C’est une émancipation qui n’a à voir qu’avec Milene. Elle cherche à s’émanciper dans le sens où elle cherche à se libérer du joug de sa famille, mais elle n’a jamais pensé que ça pourrait lui arriver. Si l’histoire finit par être politique, pour elle, en tant que personnage, cette émancipation ne l’est pas du tout. Elle veut simplement qu’on arrête de lui dire ce qu’elle doit faire.


La danse et la musique sont très présentes, est-ce aussi un moyen de représenter cette émancipation?

La musique, c’est ce qui rapproche Milene d’Antonino. Ils aiment des musiques différentes, mais finissent par écouter la même chose. Je ne pense pas que la musique reflète l’émancipation ou les différences, ça fait simplement partie de la vie. Toute la musique qu’on entend est diégétique, on la «voit» à l’écran. Ce qui était important pour moi, c’était que les chansons existent déjà car j’aime la musique, mais je ne possède pas une oreille musicale.


Dans certaines scènes, vous embrassez littéralement le point de vue de Milene avec votre caméra, qu’est-ce qui a motivé ce choix?

Le fait qu’elle soit tellement perdue au milieu de sa famille. C’est très froid, très brutal, très méchant même. Milene est de plus en plus désorientée là-dedans et c’était important qu’on le comprenne visuellement. C’est donc la façon que j’ai inventée pour représenter cela.


Le film a été réalisé pendant le Covid, comment la pandémie a-t-elle influencé le tournage?

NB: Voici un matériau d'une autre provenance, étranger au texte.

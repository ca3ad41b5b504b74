use argon2::{
    password_hash::{rand_core::OsRng, PasswordHash, PasswordHasher, PasswordVerifier, SaltString},
    Argon2,
};
use chrono::{Duration, Utc};
use jsonwebtoken::{decode, encode, DecodingKey, EncodingKey, Header, Validation};
use serde::{Deserialize, Serialize};

use super::ServiceError;
use crate::settings;

#[derive(Debug, Serialize, Deserialize)]
pub struct Claims {
    pub sub: String,
    pub email: String,
    pub exp: usize,
}

#[derive(Clone)]
pub struct TokenKeys {
    encoding: EncodingKey,
    decoding: DecodingKey,
    ttl: Duration,
}

impl TokenKeys {
    pub fn new(settings: &settings::Auth) -> Self {
        let secret = settings.jwt_secret.as_bytes();

        Self {
            encoding: EncodingKey::from_secret(secret),
            decoding: DecodingKey::from_secret(secret),
            ttl: Duration::hours(settings.token_ttl_hours),
        }
    }

    pub fn issue(&self, user_id: &str, email: &str) -> Result<String, ServiceError> {
        let claims = Claims {
            sub: user_id.to_string(),
            email: email.to_string(),
            exp: (Utc::now() + self.ttl).timestamp().max(0) as usize,
        };

        encode(&Header::default(), &claims, &self.encoding)
            .map_err(|e| ServiceError::Internal(format!("Could not sign token: {}", e)))
    }

    pub fn verify(&self, token: &str) -> Result<Claims, ServiceError> {
        decode::<Claims>(token, &self.decoding, &Validation::default())
            .map(|data| data.claims)
            .map_err(|e| {
                log::debug!("Rejected token: {}", e);
                ServiceError::Unauthorized("Not authorized, token failed".to_string())
            })
    }
}

/// Argon2 hashing is CPU bound, so both directions run on the blocking pool.
pub async fn hash_password(password: String) -> Result<String, ServiceError> {
    tokio::task::spawn_blocking(move || {
        let salt = SaltString::generate(&mut OsRng);
        Argon2::default()
            .hash_password(password.as_bytes(), &salt)
            .map(|hash| hash.to_string())
            .map_err(|e| ServiceError::Internal(format!("Could not hash password: {}", e)))
    })
    .await
    .map_err(|e| ServiceError::Internal(e.to_string()))?
}

pub async fn verify_password(password: String, hash: String) -> Result<bool, ServiceError> {
    tokio::task::spawn_blocking(move || {
        let parsed = PasswordHash::new(&hash)
            .map_err(|e| ServiceError::Internal(format!("Stored hash is invalid: {}", e)))?;

        Ok(Argon2::default()
            .verify_password(password.as_bytes(), &parsed)
            .is_ok())
    })
    .await
    .map_err(|e| ServiceError::Internal(e.to_string()))?
}

#[cfg(test)]
mod tests {
    use super::*;

    fn keys(ttl_hours: i64) -> TokenKeys {
        TokenKeys::new(&settings::Auth {
            jwt_secret: "test-secret".to_string(),
            token_ttl_hours: ttl_hours,
            admin_emails: Vec::new(),
        })
    }

    #[test]
    fn issued_token_verifies() {
        let keys = keys(1);
        let token = keys.issue("user-1", "a@example.com").unwrap();
        let claims = keys.verify(&token).unwrap();

        assert_eq!(claims.sub, "user-1");
        assert_eq!(claims.email, "a@example.com");
    }

    #[test]
    fn expired_and_foreign_tokens_are_rejected() {
        let expired = keys(-2).issue("user-1", "a@example.com").unwrap();
        assert!(matches!(keys(1).verify(&expired), Err(ServiceError::Unauthorized(_))));

        let foreign = TokenKeys::new(&settings::Auth {
            jwt_secret: "other-secret".to_string(),
            token_ttl_hours: 1,
            admin_emails: Vec::new(),
        })
        .issue("user-1", "a@example.com")
        .unwrap();
        assert!(keys(1).verify(&foreign).is_err());
    }

    #[tokio::test]
    async fn password_hash_round_trip() {
        let hash = hash_password("hunter22".to_string()).await.unwrap();
        assert!(verify_password("hunter22".to_string(), hash.clone()).await.unwrap());
        assert!(!verify_password("wrong".to_string(), hash).await.unwrap());
    }
}
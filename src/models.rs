pub mod advice;
pub mod badges;
pub mod expenses;
pub mod gamification;
pub mod users;
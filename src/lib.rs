pub mod models;
pub mod repositories;
pub mod services;
pub mod settings;
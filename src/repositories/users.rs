use crate::models::{
    gamification::{Gamification, GamificationUpdate},
    users::{NewUserRecord, User},
};

use anyhow::bail;
use async_trait::async_trait;
use chrono::{DateTime, Utc};
use sqlx::PgPool;
use uuid::Uuid;

use super::{GamificationMutation, UserStore};

const MAX_UPDATE_ATTEMPTS: usize = 8;

#[derive(sqlx::FromRow)]
struct UserRow {
    id: String,
    name: String,
    email: String,
    password_hash: String,
    points: i64,
    level: i64,
    total_expenses: i64,
    expenses_this_month: i64,
    streak: i64,
    last_expense_date: Option<DateTime<Utc>>,
    badges: Vec<String>,
    achievements: Vec<String>,
    version: i64,
    created_at: DateTime<Utc>,
    updated_at: DateTime<Utc>,
}

impl UserRow {
    fn gamification(&self) -> Gamification {
        Gamification {
            points: self.points,
            level: self.level,
            total_expenses: self.total_expenses,
            expenses_this_month: self.expenses_this_month,
            streak: self.streak,
            last_expense_date: self.last_expense_date,
            badges: self.badges.clone(),
            achievements: self.achievements.clone(),
        }
    }

    fn into_user(self) -> User {
        let gamification = self.gamification();

        User {
            id: self.id,
            name: self.name,
            email: self.email,
            password_hash: self.password_hash,
            gamification,
            created_at: self.created_at,
            updated_at: self.updated_at,
        }
    }
}

#[derive(Clone)]
pub struct UserRepository {
    conn: PgPool,
}

impl UserRepository {
    pub fn new(conn: PgPool) -> Self {
        Self { conn }
    }

    async fn get_row(&self, user_id: &str) -> Result<Option<UserRow>, anyhow::Error> {
        let row = sqlx::query_as::<_, UserRow>("SELECT * FROM users WHERE id = $1")
            .bind(user_id)
            .fetch_optional(&self.conn)
            .await?;

        Ok(row)
    }
}

#[async_trait]
impl UserStore for UserRepository {
    async fn insert_user(&self, user: NewUserRecord) -> Result<Option<User>, anyhow::Error> {
        let user_id = Uuid::new_v4().hyphenated().to_string();

        let row = sqlx::query_as::<_, UserRow>(
            r#"
                INSERT INTO users (id, name, email, password_hash)
                VALUES ($1, $2, $3, $4)
                ON CONFLICT (email) DO NOTHING
                RETURNING *
            "#,
        )
        .bind(&user_id)
        .bind(&user.name)
        .bind(&user.email)
        .bind(&user.password_hash)
        .fetch_optional(&self.conn)
        .await?;

        Ok(row.map(UserRow::into_user))
    }

    async fn get_user_by_id(&self, user_id: &str) -> Result<Option<User>, anyhow::Error> {
        Ok(self.get_row(user_id).await?.map(UserRow::into_user))
    }

    async fn get_user_by_email(&self, email: &str) -> Result<Option<User>, anyhow::Error> {
        let row = sqlx::query_as::<_, UserRow>("SELECT * FROM users WHERE email = $1")
            .bind(email)
            .fetch_optional(&self.conn)
            .await?;

        Ok(row.map(UserRow::into_user))
    }

    async fn update_gamification(
        &self,
        user_id: &str,
        mutation: &GamificationMutation<'_>,
    ) -> Result<Option<GamificationUpdate>, anyhow::Error> {
        for attempt in 1..=MAX_UPDATE_ATTEMPTS {
            let Some(row) = self.get_row(user_id).await? else {
                return Ok(None);
            };

            let previous = row.gamification();
            let mut current = previous.clone();
            mutation(&mut current);

            let result = sqlx::query(
                r#"
                    UPDATE users SET
                        points = $1,
                        level = $2,
                        total_expenses = $3,
                        expenses_this_month = $4,
                        streak = $5,
                        last_expense_date = $6,
                        badges = $7,
                        achievements = $8,
                        version = version + 1,
                        updated_at = CURRENT_TIMESTAMP
                    WHERE id = $9 AND version = $10
                "#,
            )
            .bind(current.points)
            .bind(current.level)
            .bind(current.total_expenses)
            .bind(current.expenses_this_month)
            .bind(current.streak)
            .bind(current.last_expense_date)
            .bind(&current.badges)
            .bind(&current.achievements)
            .bind(user_id)
            .bind(row.version)
            .execute(&self.conn)
            .await?;

            if result.rows_affected() == 1 {
                return Ok(Some(GamificationUpdate { previous, current }));
            }

            log::debug!(
                "Concurrent gamification update for user {} (attempt {}), retrying.",
                user_id,
                attempt
            );
        }

        bail!(
            "Could not update gamification for user {} after {} attempts",
            user_id,
            MAX_UPDATE_ATTEMPTS
        )
    }

    async fn reset_monthly_counters(&self) -> Result<u64, anyhow::Error> {
        let result = sqlx::query(
            "UPDATE users SET expenses_this_month = 0, version = version + 1, updated_at = CURRENT_TIMESTAMP",
        )
        .execute(&self.conn)
        .await?;

        Ok(result.rows_affected())
    }
}
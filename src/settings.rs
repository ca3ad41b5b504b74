use config::{Config, ConfigError, Environment, File};
use serde::Deserialize;

#[derive(Clone, Debug, Deserialize)]
pub struct Server {
    pub listen: String,
    #[serde(default)]
    pub allowed_origins: Vec<String>,
}

#[derive(Clone, Copy, Debug, Deserialize, PartialEq, Eq)]
#[serde(rename_all = "lowercase")]
pub enum StorageBackend {
    Postgres,
    Memory,
}

#[derive(Clone, Debug, Deserialize)]
pub struct Storage {
    pub backend: StorageBackend,
}

#[derive(Clone, Debug, Deserialize)]
pub struct Postgres {
    pub url: String,
    pub max_connections: u32,
    pub run_migrations: bool,
}

#[derive(Clone, Debug, Deserialize)]
pub struct Auth {
    pub jwt_secret: String,
    pub token_ttl_hours: i64,
    #[serde(default)]
    pub admin_emails: Vec<String>,
}

#[derive(Clone, Debug, Deserialize)]
pub struct Assistant {
    pub huggingface_url: String,
    #[serde(default)]
    pub huggingface_api_key: Option<String>,
    pub openai_url: String,
    #[serde(default)]
    pub openai_api_key: Option<String>,
    pub openai_model: String,
    pub timeout_secs: u64,
}

#[derive(Clone, Debug, Deserialize)]
pub struct Settings {
    pub server: Server,
    pub storage: Storage,
    pub postgres: Postgres,
    pub auth: Auth,
    pub assistant: Assistant,
}

impl Settings {
    /// Loads `path` (optional) on top of built-in defaults, then applies
    /// `FINSAVVY__SECTION__KEY` environment overrides.
    pub fn new(path: &str) -> Result<Self, ConfigError> {
        let config = Config::builder()
            .set_default("server.listen", "0.0.0.0:5000")?
            .set_default("storage.backend", "postgres")?
            .set_default("postgres.url", "postgres://localhost:5432/finsavvy")?
            .set_default("postgres.max_connections", 5)?
            .set_default("postgres.run_migrations", true)?
            .set_default("auth.token_ttl_hours", 24)?
            .set_default(
                "assistant.huggingface_url",
                "https://api-inference.huggingface.co/models",
            )?
            .set_default(
                "assistant.openai_url",
                "https://api.openai.com/v1/chat/completions",
            )?
            .set_default("assistant.openai_model", "gpt-3.5-turbo")?
            .set_default("assistant.timeout_secs", 30)?
            .add_source(File::with_name(path).required(false))
            .add_source(Environment::with_prefix("FINSAVVY").separator("__"))
            .build()?;

        config.try_deserialize()
    }
}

Ça a apporté des contraintes évidentes. J’ai dû supprimer pas mal de personnages, pas mal de figurations pour réduire le nombre de personnes au même endroit au même moment. Au Portugal, il y avait un confinement strict, donc personne n’avait le droit de se déplacer, les gens ne travaillaient pas. Ça nous a notamment créé de gros problèmes pour trouver les habits des personnages. Normalement, comme les années 1990 ne sont pas si loin de nous, on trouve des vêtements de seconde main aisément. Mais dans notre cas ce n’était pas possible, car tout était fermé. On a donc demandé à toute l’équipe de vider ses armoires. Finalement, nous avions des tonnes d’habits et c’est ensuite la costumière qui a dû choisir.

Ce qui était vraiment plaisant aussi, c’est qu’il n’y avait absolument personne. On avait le lieu de tournage pour nous. Et personnellement, ça m’a sauvé la vie de pouvoir faire ce film pendant le Covid. Alors que tout le monde était désespéré, j’étais heureuse de pouvoir travailler.